Currently we have a requirement where we have an image depicting the blueprint of the mall (red specifies the booked up areas and white specifies the available areas) and the image is available in a raster (JPEG) format.
We would like to drag and drop some icons onto the available areas of the image (in white). There should also be zoom in and zoom out functionality to be given for the above image as well
Since the JPEG has a lossy scaling, zooming after a certain limit can result in a jagged image. One proposed solution is to convert the image to SVG (Scalable Vector graphics).
Going with the expanded form of SVG, it simply tells us that image is:
s=>scalable (i.e. you can zoom to any level without compromising the quality)
v=>vectorized (i.e co-ordinates are available)
So by simply looking at the XML format of the image, we can predict whether to allow dropping an object at fill=red or fill=white where red and white are the two colors in the image. This might not be appropriate solution, but I'm just guessing it this way
Now the problems I see with this approach is:
Converting an image with some open source tool (InkSpace) - if we trace it with ink-space, which uses portace inside it to trace the image, it can handle only black and white colors.

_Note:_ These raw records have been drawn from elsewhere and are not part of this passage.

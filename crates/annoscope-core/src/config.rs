//! Configuration types for annoscope.
//!
//! [`Config::load`] layers, lowest priority first: the embedded defaults, the
//! config file, and `ANNOSCOPE_*` environment variables (`__` separates
//! sections, e.g. `ANNOSCOPE_SEARCH__MAX_AUTOCOMPLETE=50`). Without an explicit
//! path the file is `~/.config/annoscope/config.toml`, created with the
//! defaults if it does not yet exist. [`Config::defaults`] returns the same
//! defaults without touching the filesystem (useful in tests).

use crate::resolver::UriMatching;
use serde::Deserialize;
use std::path::{Path, PathBuf};
use std::time::Duration;

// ---------------------------------------------------------------------------
// Embedded defaults
// ---------------------------------------------------------------------------

const DEFAULT_CONFIG: &str = r#"
[server]
bind = "127.0.0.1:3000"

[catalog]
paths = ["data/dumpEntities.json"]

[search]
max_autocomplete = 30
uri_matching     = "exact"

[retrieval]
snapshot   = "data/retrieval.json"
timeout_ms = 30000
"#;

// ---------------------------------------------------------------------------
// Public config types
// ---------------------------------------------------------------------------

#[derive(Debug, Clone, Deserialize)]
pub struct Config {
    #[serde(default)]
    pub server: ServerConfig,
    #[serde(default)]
    pub catalog: CatalogConfig,
    #[serde(default)]
    pub search: SearchConfig,
    #[serde(default)]
    pub retrieval: RetrievalConfig,
}

/// `[server]` section.
#[derive(Debug, Clone, Deserialize)]
pub struct ServerConfig {
    #[serde(default = "default_bind")]
    pub bind: String,
}

fn default_bind() -> String { "127.0.0.1:3000".to_string() }

impl Default for ServerConfig {
    fn default() -> Self {
        Self { bind: default_bind() }
    }
}

/// `[catalog]` section: snapshot files concatenated in order.
#[derive(Debug, Clone, Deserialize)]
pub struct CatalogConfig {
    #[serde(default = "default_catalog_paths")]
    pub paths: Vec<PathBuf>,
}

fn default_catalog_paths() -> Vec<PathBuf> { vec![PathBuf::from("data/dumpEntities.json")] }

impl Default for CatalogConfig {
    fn default() -> Self {
        Self { paths: default_catalog_paths() }
    }
}

/// `[search]` section.
#[derive(Debug, Clone, Deserialize)]
pub struct SearchConfig {
    /// Upper bound on autocomplete suggestions per request.
    #[serde(default = "default_max_autocomplete")]
    pub max_autocomplete: usize,
    #[serde(default)]
    pub uri_matching: UriMatching,
}

fn default_max_autocomplete() -> usize { 30 }

impl Default for SearchConfig {
    fn default() -> Self {
        Self {
            max_autocomplete: default_max_autocomplete(),
            uri_matching: UriMatching::default(),
        }
    }
}

/// `[retrieval]` section.
#[derive(Debug, Clone, Deserialize)]
pub struct RetrievalConfig {
    /// JSON snapshot of per-concept result rows.
    #[serde(default = "default_snapshot")]
    pub snapshot: PathBuf,
    /// Per-concept fetch budget; `0` disables the timeout.
    #[serde(default = "default_timeout_ms")]
    pub timeout_ms: u64,
}

fn default_snapshot() -> PathBuf { PathBuf::from("data/retrieval.json") }
fn default_timeout_ms() -> u64 { 30_000 }

impl RetrievalConfig {
    pub fn timeout(&self) -> Option<Duration> {
        (self.timeout_ms > 0).then(|| Duration::from_millis(self.timeout_ms))
    }
}

impl Default for RetrievalConfig {
    fn default() -> Self {
        Self {
            snapshot: default_snapshot(),
            timeout_ms: default_timeout_ms(),
        }
    }
}

impl Default for Config {
    fn default() -> Self {
        Self::defaults()
    }
}

impl Config {
    /// Load the layered configuration. An explicit `path` must exist; the
    /// default path is created with the built-in defaults when missing.
    pub fn load(path: Option<&Path>) -> anyhow::Result<Self> {
        let file = match path {
            Some(explicit) => config::File::from(explicit).required(true),
            None => {
                let default = config_path();
                if !default.exists() {
                    if let Some(parent) = default.parent() {
                        std::fs::create_dir_all(parent)?;
                    }
                    std::fs::write(&default, DEFAULT_CONFIG.trim_start())?;
                }
                config::File::from(default.as_path()).required(false)
            }
        };

        config::Config::builder()
            .add_source(config::File::from_str(DEFAULT_CONFIG, config::FileFormat::Toml))
            .add_source(file)
            .add_source(
                config::Environment::with_prefix("ANNOSCOPE")
                    .prefix_separator("_")
                    .separator("__")
                    .try_parsing(true)
                    .list_separator(",")
                    .with_list_parse_key("catalog.paths"),
            )
            .build()?
            .try_deserialize()
            .map_err(Into::into)
    }

    /// Return the built-in defaults without touching the filesystem.
    pub fn defaults() -> Self {
        config::Config::builder()
            .add_source(config::File::from_str(DEFAULT_CONFIG, config::FileFormat::Toml))
            .build()
            .expect("built-in default config must be valid TOML")
            .try_deserialize()
            .expect("built-in default config must deserialize correctly")
    }
}

// ---------------------------------------------------------------------------
// Path helpers
// ---------------------------------------------------------------------------

fn config_path() -> PathBuf {
    std::env::var("XDG_CONFIG_HOME")
        .map(PathBuf::from)
        .unwrap_or_else(|_| {
            PathBuf::from(std::env::var("HOME").unwrap_or_else(|_| ".".to_string()))
                .join(".config")
        })
        .join("annoscope")
        .join("config.toml")
}

// ---------------------------------------------------------------------------
// Tests
// ---------------------------------------------------------------------------
//! Scripted retrieval client for dispatcher and end-to-end harnesses.
//!
//! Each concept URI is scripted to return rows, fail, or never answer, with
//! an optional delay. The client records every call and the peak number of
//! fetches in flight so harnesses can assert on fan-out behaviour.
//!
//! # Example
//!
//! ```rust,no_run
//! let client = ScriptedRetrieval::new()
//!     .rows("t:wheat", result_set("t:wheat", &["d1", "d2"]))
//!     .fail("p:height", RetrievalError::Unavailable("503".into()))
//!     .shared();
//! ```

use annoscope_core::{RetrievalClient, RetrievalError, ResultSet, Taxonomy};
use async_trait::async_trait;
use std::collections::HashMap;
use std::sync::atomic::{AtomicUsize, Ordering};
use std::sync::{Arc, Mutex};
use std::time::Duration;

#[derive(Clone)]
enum Script {
    Rows(ResultSet),
    Fail(RetrievalError),
    Hang,
}

#[derive(Default)]
pub struct ScriptedRetrieval {
    scripts: HashMap<String, (Script, Duration)>,
    calls: Mutex<Vec<(Taxonomy, String)>>,
    in_flight: AtomicUsize,
    peak_in_flight: AtomicUsize,
}

impl ScriptedRetrieval {
    pub fn new() -> Self {
        Self::default()
    }

    pub fn rows(self, uri: &str, rows: ResultSet) -> Self {
        self.rows_after(uri, rows, Duration::ZERO)
    }

    pub fn rows_after(mut self, uri: &str, rows: ResultSet, delay: Duration) -> Self {
        self.scripts.insert(uri.to_string(), (Script::Rows(rows), delay));
        self
    }

    pub fn fail(self, uri: &str, err: RetrievalError) -> Self {
        self.fail_after(uri, err, Duration::ZERO)
    }

    pub fn fail_after(mut self, uri: &str, err: RetrievalError, delay: Duration) -> Self {
        self.scripts.insert(uri.to_string(), (Script::Fail(err), delay));
        self
    }

    /// The fetch for `uri` never completes.
    pub fn hang(mut self, uri: &str) -> Self {
        self.scripts.insert(uri.to_string(), (Script::Hang, Duration::ZERO));
        self
    }

    pub fn shared(self) -> Arc<Self> {
        Arc::new(self)
    }

    /// Concept URIs fetched so far, in call order.
    pub fn called(&self) -> Vec<String> {
        self.calls.lock().unwrap().iter().map(|(_, uri)| uri.clone()).collect()
    }

    pub fn taxonomy_of_call(&self, uri: &str) -> Option<Taxonomy> {
        self.calls
            .lock()
            .unwrap()
            .iter()
            .find(|(_, called)| called == uri)
            .map(|(taxonomy, _)| *taxonomy)
    }

    pub fn peak_in_flight(&self) -> usize {
        self.peak_in_flight.load(Ordering::SeqCst)
    }
}

#[async_trait]
impl RetrievalClient for ScriptedRetrieval {
    async fn fetch(&self, taxonomy: Taxonomy, concept_uri: &str) -> Result<ResultSet, RetrievalError> {
        self.calls.lock().unwrap().push((taxonomy, concept_uri.to_string()));
        let now = self.in_flight.fetch_add(1, Ordering::SeqCst) + 1;
        self.peak_in_flight.fetch_max(now, Ordering::SeqCst);

        let (script, delay) = self
            .scripts
            .get(concept_uri)
            .cloned()
            .unwrap_or((Script::Rows(Vec::new()), Duration::ZERO));
        if !delay.is_zero() {
            tokio::time::sleep(delay).await;
        }
        let answer = match script {
            Script::Rows(rows) => Ok(rows),
            Script::Fail(err) => Err(err),
            Script::Hang => std::future::pending().await,
        };

        self.in_flight.fetch_sub(1, Ordering::SeqCst);
        answer
    }
}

Note-: Most of the tools comes with some license.
Problem with inkspace is that it embeds the image into the SVG map and does not create the co-ordinates. If you trace it with inkspace, it only creates the outline of the image.
Converting it with some online utility - Not recommended in our case, but doing so results in a large size of the SVG image. For a 700 KB file, the SVG generated is about 39 MB, which when opened up on a browser crashes the browser.
Most of the time when the image is converted to an SVG, it becomes way too large a big factor to worry about. There are utilities available like Gzip to compress files, but this is a two way route - first you convert, then you compress.
Using delinate (which employs a portace and autotrace engines in it) - the quality of the image produced is not good.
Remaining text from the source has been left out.